**ACTIVITY**: Return, from the material below, each line in which "await" occurs.
SUPPLIED ENTRIES Block Start
use crate::config::AppConfig;
use crate::preferences::{FixedOsTheme, PlatformPreferenceStore, platform_store};
use crate::styles::APP_CSS;
use crate::theme::{
    LIGHT_ICON, ThemeChangeEvent, ThemeController, ThemeSurface, follow_system_theme,
};
use crate::types::ThemeMode;
use crate::views::ChatView;
use dioxus::prelude::*;
use futures::stream;

type AppThemeController =
    ThemeController<SignalThemeSurface, PlatformPreferenceStore, FixedOsTheme>;

/// Reports the current `prefers-color-scheme` and every later change.
const PREFERS_DARK_WATCH: &str = r#"
const query = window.matchMedia('(prefers-color-scheme: dark)');
dioxus.send(query.matches);
query.addEventListener('change', (event) => dioxus.send(event.matches));
await new Promise(() => {});
"#;

/// The last `themechange` notification, provided as context for any
/// component that follows the applied theme.
#[derive(Clone, Copy)]
pub struct AppliedTheme(pub Signal<ThemeMode>);

/// Theme surface backed by the app root's `data-theme` attribute and the
/// header toggle icon.
#[derive(Clone, Copy)]
struct SignalThemeSurface {
    attribute: Signal<Option<String>>,
    icon: Signal<String>,
    applied: Signal<ThemeMode>,
}

impl ThemeSurface for SignalThemeSurface {
    fn theme_attribute(&self) -> Option<String> {
        (*self.attribute.peek()).clone()
    }

    fn set_theme_attribute(&mut self, value: Option<&str>) {
        self.attribute.set(value.map(str::to_string));
    }

    // The header always renders the toggle.
    fn has_toggle_button(&self) -> bool {
        true
    }

    fn has_toggle_icon(&self) -> bool {
        true
    }

    fn set_toggle_icon(&mut self, glyph: &str) {
        self.icon.set(glyph.to_string());
    }

    fn dispatch_theme_change(&mut self, event: ThemeChangeEvent) {
        tracing::debug!(event = event.name, theme = %event.detail.theme, "theme changed");
        self.applied.set(event.detail.theme);
    }
}

#[component]
pub fn App() -> Element {
    let config = use_context::<AppConfig>();
    let attribute = use_signal(|| Option::<String>::None);
    let icon = use_signal(|| LIGHT_ICON.to_string());
    let applied = use_signal(ThemeMode::default);
    use_context_provider(|| AppliedTheme(applied));

    let mut controller = use_signal(|| {
        ThemeController::new(
            SignalThemeSurface {
                attribute,
                icon,
                applied,
            },
            platform_store(&config.data_dir),
            FixedOsTheme::new(config.prefers_dark),
        )
        .with_storage_key(config.theme_storage_key.clone())
    });

    // Runs after the first render, so the controller's writes never land
    // mid-render.
    use_future(move || async move {
        if !controller.with_mut(|c| c.init()) {
            return;
        }

        let media = document::eval(PREFERS_DARK_WATCH);
        let changes = stream::unfold(media, |mut media| async move {
            match media.recv::<bool>().await {
                Ok(prefers_dark) => Some((prefers_dark, media)),
                Err(err) => {
                    tracing::debug!(?err, "system theme query unavailable");
                    None
                }
            }
        });
        follow_system_theme(changes, move |prefers_dark| {
            controller.with_mut(|c| c.handle_system_theme_change(prefers_dark));
        })
        .await;
    });

    rsx! {
        ThemeStyles {}
        div { class: "app-root", "data-theme": attribute(),
            AppHeader { controller, icon: icon() }
            ChatView { endpoint_url: config.chat_endpoint.clone() }
        }
    }
}

#[component]
fn ThemeStyles() -> Element {
    let AppliedTheme(applied) = use_context::<AppliedTheme>();
    let scheme = format!(".app-root {{ color-scheme: {}; }}", applied());
    rsx! {
        style { dangerous_inner_html: "{APP_CSS}" }
        style { dangerous_inner_html: "{scheme}" }
    }
}

#[component]
fn AppHeader(controller: Signal<AppThemeController>, icon: String) -> Element {
    let mut controller = controller;
    rsx! {
        div { class: "header",
            h1 { class: "header-title", "Payroll Assistant" }
            button {
                id: "darkModeToggle",
                class: "theme-toggle-btn",
                r#type: "button",
                title: "Toggle dark mode",
                onclick: move |_| controller.with_mut(|c| c.handle_toggle_click()),
                span { id: "darkModeIcon", "{icon}" }
            }
        }
    }
}
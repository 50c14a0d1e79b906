//! Conversation panel: one send/response cycle per user submission.

use crate::endpoint::{ChatEndpoint, ChatError, ChatResult, EndpointReply};
use crate::types::ChatMessage;

/// Text shown when the endpoint could not be reached or replied with garbage.
pub const NETWORK_ERROR_TEXT: &str = "Network error occurred.";
pub const ERROR_PREFIX: &str = "Error: ";

/// The display side of the panel: input field, send control, message list.
pub trait ConversationSurface {
    fn input_text(&self) -> String;
    fn clear_input(&mut self);
    /// Disables (or re-enables) both the input field and the send control.
    fn set_busy(&mut self, busy: bool);
    fn focus_input(&mut self);
    fn append_message(&mut self, message: ChatMessage);
    fn scroll_to_bottom(&mut self);
}

/// How a send settled.
#[derive(Debug)]
pub enum ChatOutcome {
    Replied(String),
    Rejected(String),
    Failed(ChatError),
}

impl From<ChatResult<EndpointReply>> for ChatOutcome {
    fn from(result: ChatResult<EndpointReply>) -> Self {
        match result {
            Ok(EndpointReply::Response(text)) => ChatOutcome::Replied(text),
            Ok(EndpointReply::Error(error)) => ChatOutcome::Rejected(error),
            Err(err) => ChatOutcome::Failed(err),
        }
    }
}

impl ChatOutcome {
    /// The message this outcome renders as. Failure detail stays out of it.
    pub fn to_message(&self) -> ChatMessage {
        match self {
            ChatOutcome::Replied(text) => ChatMessage::assistant(text.clone()),
            ChatOutcome::Rejected(error) => {
                ChatMessage::system_error(format!("{ERROR_PREFIX}{error}"))
            }
            ChatOutcome::Failed(_) => ChatMessage::system_error(NETWORK_ERROR_TEXT),
        }
    }
}

pub struct ConversationPanel<S, E> {
    surface: S,
    endpoint: E,
}

impl<S, E> ConversationPanel<S, E>
where
    S: ConversationSurface,
    E: ChatEndpoint,
{
    pub fn new(surface: S, endpoint: E) -> Self {
        Self { surface, endpoint }
    }

    pub fn surface(&self) -> &S {
        &self.surface
    }

    pub fn surface_mut(&mut self) -> &mut S {
        &mut self.surface
    }

    /// Sends the current input. Returns `None` when the input is blank.
    ///
    /// Nothing guards against a second call while one is in flight; the
    /// disabled controls are the only protection.
    pub async fn send_message(&mut self) -> Option<ChatOutcome> {
        let text = self.surface.input_text().trim().to_string();
        if text.is_empty() {
            return None;
        }

        self.append(ChatMessage::user(text.clone()));
        self.surface.clear_input();
        self.surface.set_busy(true);

        let outcome = ChatOutcome::from(self.endpoint.send(&text).await);
        if let ChatOutcome::Failed(err) = &outcome {
            tracing::error!(error = %err, "chat endpoint call failed");
        }
        self.append(outcome.to_message());

        self.surface.set_busy(false);
        self.surface.focus_input();
        Some(outcome)
    }

    fn append(&mut self, message: ChatMessage) {
        self.surface.append_message(message);
        self.surface.scroll_to_bottom();
    }
}
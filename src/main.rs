use anyhow::Context;
use paydesk::config::{AppConfig, load_env};

fn main() -> anyhow::Result<()> {
    let env_loaded = load_env();
    let config = AppConfig::from_env().context("failed to load configuration")?;
    paydesk::logging::init(&config.log_filter);
    if let Err(err) = env_loaded {
        tracing::warn!(error = %err, "failed to load bundled config, using built-in defaults");
    }
    tracing::info!(endpoint = %config.chat_endpoint, "starting paydesk");

    dioxus::LaunchBuilder::new()
        .with_context(config)
        .launch(paydesk::ui::App);
    Ok(())
}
SUPPLIED ENTRIES Block End
**PROBLEM SOLUTION**:
await new Promise(() => {});
            match media.recv::<bool>().await {
        .await;
        let outcome = ChatOutcome::from(self.endpoint.send(&text).await);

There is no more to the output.